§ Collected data
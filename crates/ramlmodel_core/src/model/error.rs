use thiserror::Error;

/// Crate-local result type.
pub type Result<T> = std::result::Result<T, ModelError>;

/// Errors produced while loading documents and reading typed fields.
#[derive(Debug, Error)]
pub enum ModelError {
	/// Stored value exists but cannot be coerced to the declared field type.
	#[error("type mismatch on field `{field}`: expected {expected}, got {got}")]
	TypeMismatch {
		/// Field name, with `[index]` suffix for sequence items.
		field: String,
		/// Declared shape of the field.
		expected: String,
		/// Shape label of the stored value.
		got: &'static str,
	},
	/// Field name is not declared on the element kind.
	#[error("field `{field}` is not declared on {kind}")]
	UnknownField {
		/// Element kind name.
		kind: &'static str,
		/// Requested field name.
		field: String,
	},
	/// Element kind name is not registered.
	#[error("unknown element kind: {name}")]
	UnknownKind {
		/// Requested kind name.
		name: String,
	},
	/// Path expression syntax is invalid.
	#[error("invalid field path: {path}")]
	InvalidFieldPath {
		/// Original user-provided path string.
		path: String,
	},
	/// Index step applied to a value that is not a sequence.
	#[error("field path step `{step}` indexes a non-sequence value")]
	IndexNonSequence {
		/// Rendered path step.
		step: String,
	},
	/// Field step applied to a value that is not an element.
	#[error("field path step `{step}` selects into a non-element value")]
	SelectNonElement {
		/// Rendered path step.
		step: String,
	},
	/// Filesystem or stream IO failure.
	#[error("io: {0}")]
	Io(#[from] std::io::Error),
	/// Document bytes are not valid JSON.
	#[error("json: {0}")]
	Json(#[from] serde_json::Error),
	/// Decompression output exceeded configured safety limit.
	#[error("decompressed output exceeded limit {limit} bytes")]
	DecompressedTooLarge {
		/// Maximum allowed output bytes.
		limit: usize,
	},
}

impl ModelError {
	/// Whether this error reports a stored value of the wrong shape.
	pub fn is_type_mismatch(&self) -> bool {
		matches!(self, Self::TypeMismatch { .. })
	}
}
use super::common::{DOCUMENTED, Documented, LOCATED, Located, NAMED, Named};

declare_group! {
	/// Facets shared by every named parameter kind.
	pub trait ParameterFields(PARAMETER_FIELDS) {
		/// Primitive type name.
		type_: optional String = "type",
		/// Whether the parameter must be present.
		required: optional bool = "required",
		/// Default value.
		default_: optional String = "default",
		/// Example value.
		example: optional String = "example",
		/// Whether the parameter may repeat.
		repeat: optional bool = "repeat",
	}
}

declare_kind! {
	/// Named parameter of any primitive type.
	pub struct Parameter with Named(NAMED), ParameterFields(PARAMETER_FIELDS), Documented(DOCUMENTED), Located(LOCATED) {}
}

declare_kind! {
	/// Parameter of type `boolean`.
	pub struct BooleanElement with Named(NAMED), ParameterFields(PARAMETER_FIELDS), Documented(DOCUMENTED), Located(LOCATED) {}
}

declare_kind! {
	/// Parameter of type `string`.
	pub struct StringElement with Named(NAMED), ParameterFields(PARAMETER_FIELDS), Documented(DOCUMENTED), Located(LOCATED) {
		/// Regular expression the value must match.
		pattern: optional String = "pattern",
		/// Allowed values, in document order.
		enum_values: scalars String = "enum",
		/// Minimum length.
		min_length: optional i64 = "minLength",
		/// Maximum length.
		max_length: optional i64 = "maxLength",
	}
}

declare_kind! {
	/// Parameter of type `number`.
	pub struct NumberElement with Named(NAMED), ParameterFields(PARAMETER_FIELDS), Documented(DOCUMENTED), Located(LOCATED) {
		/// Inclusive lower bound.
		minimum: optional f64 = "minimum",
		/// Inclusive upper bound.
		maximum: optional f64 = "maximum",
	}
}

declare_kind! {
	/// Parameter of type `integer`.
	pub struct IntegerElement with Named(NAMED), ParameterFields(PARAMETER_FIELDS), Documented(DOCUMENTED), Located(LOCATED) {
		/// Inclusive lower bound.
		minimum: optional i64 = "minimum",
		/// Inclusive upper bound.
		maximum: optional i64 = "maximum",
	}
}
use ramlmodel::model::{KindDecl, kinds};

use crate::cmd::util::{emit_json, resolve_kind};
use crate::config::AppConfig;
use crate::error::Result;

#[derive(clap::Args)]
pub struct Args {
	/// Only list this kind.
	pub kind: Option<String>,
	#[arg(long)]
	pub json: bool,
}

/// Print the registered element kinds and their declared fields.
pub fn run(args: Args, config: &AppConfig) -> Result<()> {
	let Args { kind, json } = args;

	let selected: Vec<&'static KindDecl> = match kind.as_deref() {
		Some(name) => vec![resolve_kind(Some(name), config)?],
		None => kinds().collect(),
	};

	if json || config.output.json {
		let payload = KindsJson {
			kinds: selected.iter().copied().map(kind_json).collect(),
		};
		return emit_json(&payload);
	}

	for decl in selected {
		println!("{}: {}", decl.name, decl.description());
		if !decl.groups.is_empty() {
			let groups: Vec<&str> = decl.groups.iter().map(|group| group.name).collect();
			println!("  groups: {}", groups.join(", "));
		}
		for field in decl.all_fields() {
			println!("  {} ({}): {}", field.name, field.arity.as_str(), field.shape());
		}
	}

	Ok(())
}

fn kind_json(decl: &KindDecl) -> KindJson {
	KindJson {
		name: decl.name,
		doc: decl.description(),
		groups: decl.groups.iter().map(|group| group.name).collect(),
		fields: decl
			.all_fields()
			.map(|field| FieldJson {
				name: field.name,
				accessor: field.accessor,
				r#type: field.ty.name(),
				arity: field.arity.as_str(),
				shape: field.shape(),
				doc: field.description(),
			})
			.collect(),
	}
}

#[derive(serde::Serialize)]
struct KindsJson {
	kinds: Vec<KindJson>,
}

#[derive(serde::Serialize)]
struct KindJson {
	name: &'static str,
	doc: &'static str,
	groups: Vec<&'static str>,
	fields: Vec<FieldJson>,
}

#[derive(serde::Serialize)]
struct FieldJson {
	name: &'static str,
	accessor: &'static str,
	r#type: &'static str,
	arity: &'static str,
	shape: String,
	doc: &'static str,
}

§ WHAT TO DO
From the data above, return every line from the line that has "max_length: optional i64" up to and including the line that has "let groups: Vec<&str>", exactly.

§ RESULT
		max_length: optional i64 = "maxLength",
	}
}

declare_kind! {
	/// Parameter of type `number`.
	pub struct NumberElement with Named(NAMED), ParameterFields(PARAMETER_FIELDS), Documented(DOCUMENTED), Located(LOCATED) {
		/// Inclusive lower bound.
		minimum: optional f64 = "minimum",
		/// Inclusive upper bound.
		maximum: optional f64 = "maximum",
	}
}

declare_kind! {
	/// Parameter of type `integer`.
	pub struct IntegerElement with Named(NAMED), ParameterFields(PARAMETER_FIELDS), Documented(DOCUMENTED), Located(LOCATED) {
		/// Inclusive lower bound.
		minimum: optional i64 = "minimum",
		/// Inclusive upper bound.
		maximum: optional i64 = "maximum",
	}
}
use ramlmodel::model::{KindDecl, kinds};

use crate::cmd::util::{emit_json, resolve_kind};
use crate::config::AppConfig;
use crate::error::Result;

#[derive(clap::Args)]
pub struct Args {
	/// Only list this kind.
	pub kind: Option<String>,
	#[arg(long)]
	pub json: bool,
}

/// Print the registered element kinds and their declared fields.
pub fn run(args: Args, config: &AppConfig) -> Result<()> {
	let Args { kind, json } = args;

	let selected: Vec<&'static KindDecl> = match kind.as_deref() {
		Some(name) => vec![resolve_kind(Some(name), config)?],
		None => kinds().collect(),
	};

	if json || config.output.json {
		let payload = KindsJson {
			kinds: selected.iter().copied().map(kind_json).collect(),
		};
		return emit_json(&payload);
	}

	for decl in selected {
		println!("{}: {}", decl.name, decl.description());
		if !decl.groups.is_empty() {
			let groups: Vec<&str> = decl.groups.iter().map(|group| group.name).collect();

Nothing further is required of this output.